A titan of the new music community, Kathleen Supové has been a go-to pianist for important, innovative composers since the 80s. Her latest album The Exploding Piano – her first since 2004’s stunningly virtuosic Infusion – is characteristically eclectic and cerebral. Where much of Infusion weaves a dizzying lattice of textures, this one – except for the final, practically 25-minute cut – is more direct and more of a showcase for Supové’s legendary chops. Except for that final cut, the electronics here are pretty much limited to lightly processed sound and the occasional loop.

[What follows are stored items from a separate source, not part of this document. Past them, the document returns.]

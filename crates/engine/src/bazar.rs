//! Market purchases ("bazar") for the shared kitchen.
//!
//! The bazar total of a month is what the meal rate distributes; the member
//! who shopped gets the amount credited.

use chrono::NaiveDate;
use sea_orm::entity::prelude::*;
use uuid::Uuid;

use crate::{EngineError, Money, util::parse_uuid};

#[derive(Clone, Debug, PartialEq, Eq)]
pub struct Bazar {
    pub id: Uuid,
    pub month_id: Uuid,
    pub date: NaiveDate,
    /// Member who paid for the shopping.
    pub member_id: Uuid,
    pub amount: Money,
    pub note: Option<String>,
}

/// Values of a bazar entry, used to add or replace one.
#[derive(Clone, Debug, PartialEq, Eq)]
pub struct BazarInput {
    pub date: NaiveDate,
    pub member_id: Uuid,
    pub amount: Money,
    pub note: Option<String>,
}

#[derive(Clone, Debug, PartialEq, Eq, DeriveEntityModel)]
#[sea_orm(table_name = "bazar")]
pub struct Model {
    #[sea_orm(primary_key, auto_increment = false)]
    pub id: String,
    pub mess_id: String,
    pub month_id: String,
    pub date: NaiveDate,
    pub member_id: String,
    pub amount_minor: i64,
    pub note: Option<String>,
}

#[derive(Copy, Clone, Debug, EnumIter, DeriveRelation)]
pub enum Relation {
    #[sea_orm(
        belongs_to = "super::months::Entity",
        from = "Column::MonthId",
        to = "super::months::Column::Id",
        on_update = "NoAction",
        on_delete = "Cascade"
    )]
    Month,
    #[sea_orm(
        belongs_to = "super::members::Entity",
        from = "Column::MemberId",
        to = "super::members::Column::Id",
        on_update = "NoAction",
        on_delete = "Cascade"
    )]
    Member,
}

impl Related<super::months::Entity> for Entity {
    fn to() -> RelationDef {
        Relation::Month.def()
    }
}

impl Related<super::members::Entity> for Entity {
    fn to() -> RelationDef {
        Relation::Member.def()
    }
}

impl ActiveModelBehavior for ActiveModel {}

impl TryFrom<Model> for Bazar {
    type Error = EngineError;

    fn try_from(model: Model) -> Result<Self, Self::Error> {
        Ok(Self {
            id: parse_uuid(&model.id, "bazar")?,
            month_id: parse_uuid(&model.month_id, "month")?,
            date: model.date,
            member_id: parse_uuid(&model.member_id, "member")?,
            amount: Money::new(model.amount_minor),
            note: model.note,
        })
    }
}
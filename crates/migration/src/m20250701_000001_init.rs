//! Initial schema:
//!
//! - `users`: identities checked by the HTTP API
//! - `messes`: households owned by a user
//! - `months`: accounting months of a mess
//! - `members`: people eating in a mess
//! - `meal_days` / `meal_entries`: daily meal sheets, one row per member
//! - `bazar`, `deposits`, `expenses`: money records of a month

use sea_orm_migration::prelude::*;

#[derive(DeriveMigrationName)]
pub struct Migration;

// ─────────────────────────────────────────────────────────────────────────────
// Table identifiers
// ─────────────────────────────────────────────────────────────────────────────

#[derive(Iden)]
enum Users {
    Table,
    Username,
    Password,
}

#[derive(Iden)]
enum Messes {
    Table,
    Id,
    Name,
    UserId,
    Currency,
}

#[derive(Iden)]
enum Months {
    Table,
    Id,
    MessId,
    Code,
    Name,
    CreatedAt,
}

#[derive(Iden)]
enum Members {
    Table,
    Id,
    MessId,
    Name,
    NameNorm,
}

#[derive(Iden)]
enum MealDays {
    Table,
    Id,
    MessId,
    MonthId,
    Date,
}

#[derive(Iden)]
enum MealEntries {
    Table,
    MealDayId,
    MemberId,
    BreakfastHalves,
    LunchHalves,
    DinnerHalves,
}

#[derive(Iden)]
enum Bazar {
    Table,
    Id,
    MessId,
    MonthId,
    Date,
    MemberId,
    AmountMinor,
    Note,
}

#[derive(Iden)]
enum Deposits {
    Table,
    Id,
    MessId,
    MonthId,
    Date,
    MemberId,
    AmountMinor,
}

#[derive(Iden)]
enum Expenses {
    Table,
    Id,
    MessId,
    MonthId,
    Date,
    MemberId,
    AmountMinor,
    Purpose,
    Kind,
}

Missy Mazzoli’s Isabelle Eberhardt Dreams of Pianos is the opening track, replete with Mazzoli’s signature traits: terse, richly interlocking melodies, counterrythms, and hypnotically circular motifs. It’s a tribute to the great adventurer, imagining her riding across her adopted Sahara Desert on horseback, reflecting on the comfort of her early life inVienna high society as bits and pieces of Schubert’s A Major Sonata float to the surface. And then the melody spreads away from the tonic, insistent forte chords create a Radiohead-inflected swirl against a repetitive loop, and the flood that will kill her at age 27 is upon her. It’s as poignant as it is intense.

Michael Gatonska’s A Shaking of the Pumpkin is meant to illustrate activity in the insect kingdom, alternating low rumble with judicious righthand melody and a lot of sustain that finally reaches a roar – and then goes on and on, A Day in the Life style. The placement of a bass drum under the piano lid enhances the boomy sustain of the low tonalities. It ends with a series of muted thumps – a pedal springing back into place? Shots? A salute?

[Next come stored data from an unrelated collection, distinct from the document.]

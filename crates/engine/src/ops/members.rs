use sea_orm::{
    ActiveValue, DatabaseTransaction, QueryFilter, QueryOrder, Statement, TransactionTrait,
    prelude::*,
};
use uuid::Uuid;

use crate::{
    EngineError, Member, ResultEngine, bazar, deposits, expenses, meal_entries, members,
    util::{member_name_key, normalize_required_name},
};

use super::{Engine, with_tx};

impl Engine {
    async fn ensure_member_name_free(
        &self,
        db: &DatabaseTransaction,
        mess_id: Uuid,
        name: &str,
        except: Option<Uuid>,
    ) -> ResultEngine<()> {
        let mut query = members::Entity::find()
            .filter(members::Column::MessId.eq(mess_id.to_string()))
            .filter(members::Column::NameNorm.eq(member_name_key(name)));
        if let Some(id) = except {
            query = query.filter(members::Column::Id.ne(id.to_string()));
        }
        if query.one(db).await?.is_some() {
            return Err(EngineError::ExistingKey(name.to_string()));
        }
        Ok(())
    }

    /// Add a member to a mess. Names are unique per mess, ignoring case
    /// and spacing.
    pub async fn new_member(&self, mess_id: Uuid, name: &str, user_id: &str) -> ResultEngine<Uuid> {
        let name = normalize_required_name(name, "member")?;
        let member_id = Uuid::new_v4();
        with_tx!(self, |db_tx| {
            self.require_mess(&db_tx, mess_id, user_id).await?;
            self.ensure_member_name_free(&db_tx, mess_id, &name, None)
                .await?;

            members::ActiveModel {
                id: ActiveValue::Set(member_id.to_string()),
                mess_id: ActiveValue::Set(mess_id.to_string()),
                name_norm: ActiveValue::Set(member_name_key(&name)),
                name: ActiveValue::Set(name),
            }
            .insert(&db_tx)
            .await?;
            tracing::info!(%mess_id, %member_id, "member added");
            Ok(member_id)
        })
    }

    pub async fn rename_member(
        &self,
        mess_id: Uuid,
        member_id: Uuid,
        new_name: &str,
        user_id: &str,
    ) -> ResultEngine<()> {
        let new_name = normalize_required_name(new_name, "member")?;
        with_tx!(self, |db_tx| {
            self.require_mess(&db_tx, mess_id, user_id).await?;
            self.require_member(&db_tx, mess_id, member_id).await?;
            self.ensure_member_name_free(&db_tx, mess_id, &new_name, Some(member_id))
                .await?;

            members::ActiveModel {
                id: ActiveValue::Set(member_id.to_string()),
                name_norm: ActiveValue::Set(member_name_key(&new_name)),
                name: ActiveValue::Set(new_name),
                ..Default::default()
            }
            .update(&db_tx)
            .await?;
            Ok(())
        })
    }

    /// Members of a mess ordered by name.
    ///
    /// This is also the order the meal cost allocation breaks ties in.
    pub async fn list_members(&self, mess_id: Uuid, user_id: &str) -> ResultEngine<Vec<Member>> {
        with_tx!(self, |db_tx| {
            self.require_mess(&db_tx, mess_id, user_id).await?;
            self.members_by_name(&db_tx, mess_id).await
        })
    }

    pub(super) async fn members_by_name(
        &self,
        db: &DatabaseTransaction,
        mess_id: Uuid,
    ) -> ResultEngine<Vec<Member>> {
        let models = members::Entity::find()
            .filter(members::Column::MessId.eq(mess_id.to_string()))
            .order_by_asc(members::Column::NameNorm)
            .order_by_asc(members::Column::Id)
            .all(db)
            .await?;
        models.into_iter().map(Member::try_from).collect()
    }

    /// Remove a member together with their meals, bazar, deposits and
    /// expenses. Meal days left empty are removed as well.
    pub async fn delete_member(
        &self,
        mess_id: Uuid,
        member_id: Uuid,
        user_id: &str,
    ) -> ResultEngine<()> {
        with_tx!(self, |db_tx| {
            self.require_mess(&db_tx, mess_id, user_id).await?;
            self.require_member(&db_tx, mess_id, member_id).await?;
            let member_id = member_id.to_string();

            meal_entries::Entity::delete_many()
                .filter(meal_entries::Column::MemberId.eq(member_id.clone()))
                .exec(&db_tx)
                .await?;
            bazar::Entity::delete_many()
                .filter(bazar::Column::MemberId.eq(member_id.clone()))
                .exec(&db_tx)
                .await?;
            deposits::Entity::delete_many()
                .filter(deposits::Column::MemberId.eq(member_id.clone()))
                .exec(&db_tx)
                .await?;
            expenses::Entity::delete_many()
                .filter(expenses::Column::MemberId.eq(member_id.clone()))
                .exec(&db_tx)
                .await?;
            members::Entity::delete_by_id(member_id.clone())
                .exec(&db_tx)
                .await?;

            let backend = self.database.get_database_backend();
            db_tx
                .execute(Statement::from_sql_and_values(
                    backend,
                    "DELETE FROM meal_days WHERE mess_id = ? AND id NOT IN (SELECT meal_day_id FROM meal_entries);",
                    vec![mess_id.to_string().into()],
                ))
                .await?;

            tracing::info!(%mess_id, %member_id, "member removed");
            Ok(())
        })
    }
}
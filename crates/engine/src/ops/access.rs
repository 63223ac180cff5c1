use std::collections::HashSet;

use sea_orm::{DatabaseTransaction, PaginatorTrait, QueryFilter, prelude::*};
use uuid::Uuid;

use crate::{
    EngineError, ResultEngine, bazar, deposits, expenses, meal_days, members, messes, months,
};

use super::Engine;

/// Generates a `require_*` method returning the model of a target entity
/// that belongs to the given mess.
macro_rules! impl_target_in_mess {
    ($require_fn:ident, $entity:ident, $err_msg:literal) => {
        pub(super) async fn $require_fn(
            &self,
            db: &DatabaseTransaction,
            mess_id: Uuid,
            target_id: Uuid,
        ) -> ResultEngine<$entity::Model> {
            $entity::Entity::find_by_id(target_id.to_string())
                .filter($entity::Column::MessId.eq(mess_id.to_string()))
                .one(db)
                .await?
                .ok_or_else(|| EngineError::KeyNotFound($err_msg.to_string()))
        }
    };
}

impl Engine {
    impl_target_in_mess!(require_month, months, "month not exists");
    impl_target_in_mess!(require_member, members, "member not exists");
    impl_target_in_mess!(require_meal_day, meal_days, "meal day not exists");
    impl_target_in_mess!(require_bazar, bazar, "bazar not exists");
    impl_target_in_mess!(require_deposit, deposits, "deposit not exists");
    impl_target_in_mess!(require_expense, expenses, "expense not exists");

    /// Return the mess if `user_id` owns it.
    ///
    /// A mess owned by somebody else is reported as missing.
    pub(super) async fn require_mess(
        &self,
        db: &DatabaseTransaction,
        mess_id: Uuid,
        user_id: &str,
    ) -> ResultEngine<messes::Model> {
        let model = messes::Entity::find_by_id(mess_id.to_string())
            .one(db)
            .await?
            .ok_or_else(|| EngineError::KeyNotFound("mess not exists".to_string()))?;
        if model.user_id != user_id {
            return Err(EngineError::KeyNotFound("mess not exists".to_string()));
        }
        Ok(model)
    }

    /// Ensure every id is a member of the mess.
    pub(super) async fn require_members(
        &self,
        db: &DatabaseTransaction,
        mess_id: Uuid,
        member_ids: impl IntoIterator<Item = Uuid>,
    ) -> ResultEngine<()> {
        let wanted: HashSet<String> = member_ids.into_iter().map(|id| id.to_string()).collect();
        if wanted.is_empty() {
            return Ok(());
        }
        let found = members::Entity::find()
            .filter(members::Column::MessId.eq(mess_id.to_string()))
            .filter(members::Column::Id.is_in(wanted.iter().cloned()))
            .count(db)
            .await?;
        if found != wanted.len() as u64 {
            return Err(EngineError::KeyNotFound("member not exists".to_string()));
        }
        Ok(())
    }
}
use sea_orm::{ActiveValue, QueryFilter, QueryOrder, TransactionTrait, prelude::*};
use uuid::Uuid;

use crate::{
    EngineError, Expense, ExpenseInput, ResultEngine, expenses,
    util::{ensure_date_in_month, ensure_positive_amount, normalize_optional_text, parse_uuid},
};

use super::{Engine, with_tx};

fn required_purpose(purpose: &str) -> ResultEngine<String> {
    normalize_optional_text(Some(purpose))
        .ok_or_else(|| EngineError::InvalidName("expense purpose must not be empty".to_string()))
}

impl Engine {
    /// Log a non-food expense.
    ///
    /// A shared expense is split among every member of the mess; an
    /// individual one is charged to the payer.
    pub async fn add_expense(
        &self,
        mess_id: Uuid,
        month_id: Uuid,
        input: ExpenseInput,
        user_id: &str,
    ) -> ResultEngine<Uuid> {
        ensure_positive_amount(input.amount, "expense")?;
        let purpose = required_purpose(&input.purpose)?;
        let expense_id = Uuid::new_v4();
        with_tx!(self, |db_tx| {
            self.require_mess(&db_tx, mess_id, user_id).await?;
            let month = self.require_month(&db_tx, mess_id, month_id).await?;
            ensure_date_in_month(input.date, &month.code)?;
            self.require_member(&db_tx, mess_id, input.member_id).await?;

            expenses::ActiveModel {
                id: ActiveValue::Set(expense_id.to_string()),
                mess_id: ActiveValue::Set(mess_id.to_string()),
                month_id: ActiveValue::Set(month_id.to_string()),
                date: ActiveValue::Set(input.date),
                member_id: ActiveValue::Set(input.member_id.to_string()),
                amount_minor: ActiveValue::Set(input.amount.minor()),
                purpose: ActiveValue::Set(purpose),
                kind: ActiveValue::Set(input.kind.as_str().to_string()),
            }
            .insert(&db_tx)
            .await?;
            tracing::info!(
                %mess_id,
                %expense_id,
                kind = input.kind.as_str(),
                amount = %input.amount,
                "expense added"
            );
            Ok(expense_id)
        })
    }

    pub async fn update_expense(
        &self,
        mess_id: Uuid,
        expense_id: Uuid,
        input: ExpenseInput,
        user_id: &str,
    ) -> ResultEngine<()> {
        ensure_positive_amount(input.amount, "expense")?;
        let purpose = required_purpose(&input.purpose)?;
        with_tx!(self, |db_tx| {
            self.require_mess(&db_tx, mess_id, user_id).await?;
            let model = self.require_expense(&db_tx, mess_id, expense_id).await?;
            let month_id = parse_uuid(&model.month_id, "month")?;
            let month = self.require_month(&db_tx, mess_id, month_id).await?;
            ensure_date_in_month(input.date, &month.code)?;
            self.require_member(&db_tx, mess_id, input.member_id).await?;

            let mut active: expenses::ActiveModel = model.into();
            active.date = ActiveValue::Set(input.date);
            active.member_id = ActiveValue::Set(input.member_id.to_string());
            active.amount_minor = ActiveValue::Set(input.amount.minor());
            active.purpose = ActiveValue::Set(purpose);
            active.kind = ActiveValue::Set(input.kind.as_str().to_string());
            active.update(&db_tx).await?;
            Ok(())
        })
    }

    pub async fn delete_expense(
        &self,
        mess_id: Uuid,
        expense_id: Uuid,
        user_id: &str,
    ) -> ResultEngine<()> {
        with_tx!(self, |db_tx| {
            self.require_mess(&db_tx, mess_id, user_id).await?;
            self.require_expense(&db_tx, mess_id, expense_id).await?;
            expenses::Entity::delete_by_id(expense_id.to_string())
                .exec(&db_tx)
                .await?;
            Ok(())
        })
    }

    /// Expenses of a month, ordered by date.
    pub async fn list_expenses(
        &self,
        mess_id: Uuid,
        month_id: Uuid,
        user_id: &str,
    ) -> ResultEngine<Vec<Expense>> {
        with_tx!(self, |db_tx| {
            self.require_mess(&db_tx, mess_id, user_id).await?;
            self.require_month(&db_tx, mess_id, month_id).await?;
            let models = expenses::Entity::find()
                .filter(expenses::Column::MonthId.eq(month_id.to_string()))
                .order_by_asc(expenses::Column::Date)
                .order_by_asc(expenses::Column::Id)
                .all(&db_tx)
                .await?;
            models.into_iter().map(Expense::try_from).collect()
        })
    }
}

Anna Clyne’s On Track is a launching pad for Supové’s trademark deadpan wit. Inspired by a spoken-word quote from Queen Elizabeth about how quickly circumstances change (which recurs as a sample here), it walks resolutely until the Mission Impossible theme appears for an instant, insistently in the left hand. Eventually Mission Impossible will casually interrupt the busy, rippling melody again and again until it finally shuts it off cold. Dan Becker’s circular Revolution illustrates a Martin Luther King speech (sampled here) using the story of Rip Van Winkle as a parable for how America is sleeping through a revolution. It’s a duet between Supové and a prepared Disklavier (a sort of digital player piano with strings modified to produce what amounts to a percussion track here). After running a series of widening circles, Supové finally breaks free of the rhythmic stranglehold – a hint, it seems – and then lets the melody fall away gracefully as it winds down to just a few repetitive, increasingly simple chords.

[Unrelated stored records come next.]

/// A mess with a July month and three members: Arif, Bashir, Chandan.
async fn fixture() -> Fixture {
    let (engine, db) = engine_with_db().await;
    let mess_id = engine.new_mess("Green House", "alice", None).await.unwrap();
    let month_id = engine
        .new_month(mess_id, "2025-07", None, "alice")
        .await
        .unwrap();
    let mut members = Vec::new();
    for name in ["Arif", "Bashir", "Chandan"] {
        members.push(engine.new_member(mess_id, name, "alice").await.unwrap());
    }
    Fixture {
        engine,
        db,
        mess_id,
        month_id,
        members,
    }
}

#[tokio::test]
async fn mess_is_visible_to_its_owner_only() {
    let (engine, _db) = engine_with_db().await;
    let mess_id = engine
        .new_mess("Green House", "alice", Some(Currency::Eur))
        .await
        .unwrap();

    let mess = engine.mess(mess_id, "alice").await.unwrap();
    assert_eq!(mess.name, "Green House");
    assert_eq!(mess.currency, Currency::Eur);

    assert_eq!(
        engine.mess(mess_id, "bob").await.unwrap_err(),
        EngineError::KeyNotFound("mess not exists".to_string())
    );
    assert!(engine.list_messes("bob").await.unwrap().is_empty());
    assert!(engine.new_member(mess_id, "Intruder", "bob").await.is_err());
}

#[tokio::test]
async fn mess_names_are_unique_per_owner() {
    let (engine, _db) = engine_with_db().await;
    engine.new_mess("Green House", "alice", None).await.unwrap();

    assert!(matches!(
        engine.new_mess("green house", "alice", None).await,
        Err(EngineError::ExistingKey(_))
    ));
    engine.new_mess("Green House", "bob", None).await.unwrap();
}

#[tokio::test]
async fn rename_mess_and_list_in_name_order() {
    let (engine, _db) = engine_with_db().await;
    let first = engine.new_mess("Zeta", "alice", None).await.unwrap();
    engine.new_mess("Beta", "alice", None).await.unwrap();

    engine.rename_mess(first, "Alpha", "alice").await.unwrap();
    let names: Vec<String> = engine
        .list_messes("alice")
        .await
        .unwrap()
        .into_iter()
        .map(|m| m.name)
        .collect();
    assert_eq!(names, vec!["Alpha", "Beta"]);
}

#[tokio::test]
async fn months_are_validated_and_unique() {
    let f = fixture().await;

    assert!(matches!(
        f.engine.new_month(f.mess_id, "2025-13", None, "alice").await,
        Err(EngineError::InvalidDate(_))
    ));
    assert!(matches!(
        f.engine.new_month(f.mess_id, "2025-07", None, "alice").await,
        Err(EngineError::ExistingKey(_))
    ));

    f.engine
        .new_month(f.mess_id, "2025-06", Some("June"), "alice")
        .await
        .unwrap();
    let months = f.engine.list_months(f.mess_id, "alice").await.unwrap();
    let labels: Vec<(&str, &str)> = months
        .iter()
        .map(|m| (m.code.as_str(), m.name.as_str()))
        .collect();
    assert_eq!(labels, vec![("2025-06", "June"), ("2025-07", "July 2025")]);
}

#[tokio::test]
async fn member_names_ignore_case_and_spacing() {
    let f = fixture().await;

    assert!(matches!(
        f.engine.new_member(f.mess_id, "  arif ", "alice").await,
        Err(EngineError::ExistingKey(_))
    ));
    assert!(matches!(
        f.engine.new_member(f.mess_id, "   ", "alice").await,
        Err(EngineError::InvalidName(_))
    ));

    f.engine
        .rename_member(f.mess_id, f.members[0], "Zafar", "alice")
        .await
        .unwrap();
    let names: Vec<String> = f
        .engine
        .list_members(f.mess_id, "alice")
        .await
        .unwrap()
        .into_iter()
        .map(|m| m.name)
        .collect();
    assert_eq!(names, vec!["Bashir", "Chandan", "Zafar"]);
}

#[tokio::test]
async fn meal_day_is_recorded_once_per_date() {
    let f = fixture().await;
    let entries = vec![
        lunch_and_dinner(f.members[0], 1, 1),
        lunch_and_dinner(f.members[1], 1, 0),
        lunch_and_dinner(f.members[2], 0, 0),
    ];

    let day_id = f
        .engine
        .record_meal_day(f.mess_id, f.month_id, july(3), &entries, "alice")
        .await
        .unwrap();
    assert!(matches!(
        f.engine
            .record_meal_day(f.mess_id, f.month_id, july(3), &entries, "alice")
            .await,
        Err(EngineError::ExistingKey(_))
    ));

    let day = f.engine.meal_day(f.mess_id, day_id, "alice").await.unwrap();
    assert_eq!(day.date, july(3));
    // Members without meals are not stored.
    assert_eq!(day.entries.len(), 2);
    assert_eq!(day.total(), MealCount::whole(3));
}

#[tokio::test]
async fn meal_day_rejects_bad_input() {
    let f = fixture().await;
    let empty = vec![lunch_and_dinner(f.members[0], 0, 0)];
    assert!(matches!(
        f.engine
            .record_meal_day(f.mess_id, f.month_id, july(1), &empty, "alice")
            .await,
        Err(EngineError::InvalidAmount(_))
    ));

    let outside = vec![lunch_and_dinner(f.members[0], 1, 0)];
    assert!(matches!(
        f.engine
            .record_meal_day(
                f.mess_id,
                f.month_id,
                NaiveDate::from_ymd_opt(2025, 8, 1).unwrap(),
                &outside,
                "alice",
            )
            .await,
        Err(EngineError::InvalidDate(_))
    ));

    let stranger = vec![lunch_and_dinner(Uuid::new_v4(), 1, 0)];
    assert!(matches!(
        f.engine
            .record_meal_day(f.mess_id, f.month_id, july(1), &stranger, "alice")
            .await,
        Err(EngineError::KeyNotFound(_))
    ));
}

#[tokio::test]
async fn update_meal_day_replaces_entries() {
    let f = fixture().await;
    let day_id = f
        .engine
        .record_meal_day(
            f.mess_id,
            f.month_id,
            july(2),
            &[lunch_and_dinner(f.members[0], 1, 1)],
            "alice",
        )
        .await
        .unwrap();

    f.engine
        .update_meal_day(
            f.mess_id,
            day_id,
            &[lunch_and_dinner(f.members[1], 1, 0)],
            "alice",
        )
        .await
        .unwrap();

    let days = f
        .engine
        .list_meal_days(f.mess_id, f.month_id, "alice")
        .await
        .unwrap();
    assert_eq!(days.len(), 1);
    assert_eq!(days[0].entries.len(), 1);
    assert_eq!(days[0].entries[0].member_id, f.members[1]);

    f.engine
        .delete_meal_day(f.mess_id, day_id, "alice")
        .await
        .unwrap();
    assert!(
        f.engine
            .list_meal_days(f.mess_id, f.month_id, "alice")
            .await
            .unwrap()
            .is_empty()
    );
}

#[tokio::test]
async fn money_records_require_positive_amounts() {
    let f = fixture().await;
    let zero = DepositInput {
        date: july(1),
        member_id: f.members[0],
        amount: Money::ZERO,
    };
    assert!(matches!(
        f.engine
            .add_deposit(f.mess_id, f.month_id, zero, "alice")
            .await,
        Err(EngineError::InvalidAmount(_))
    ));

    let no_purpose = ExpenseInput {
        date: july(1),
        member_id: f.members[0],
        amount: Money::new(100_00),
        purpose: "  ".to_string(),
        kind: ExpenseKind::Shared,
    };
    assert!(matches!(
        f.engine
            .add_expense(f.mess_id, f.month_id, no_purpose, "alice")
            .await,
        Err(EngineError::InvalidName(_))
    ));
}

Supové’s husband Randall Woolf’s intense, bristling, bluesily magisterial suite Adrenaline Revival was the highlight of Infusion. Here, he’s represented by Sutra Sutra, a long work punctuated by many spoken word passages which reach to string theory as an explanation for both life and matter: as expressed here, vibration is everything (which for a musician it pretty much is). But in less than a couple of minutes, the genuine plaintiveness of the melody is subsumed by all the psychedelic effects and a whispery crash course in subatomic physics. It would be a treat to hear just the piano all the way through. Supove has been busy this year – her performance at the new music series at Brooklyn’s First Presbyterian Church was a 2010 highlight – and her Music with a View series coming next spring at the Flea Theatre is always chock-full of surprises.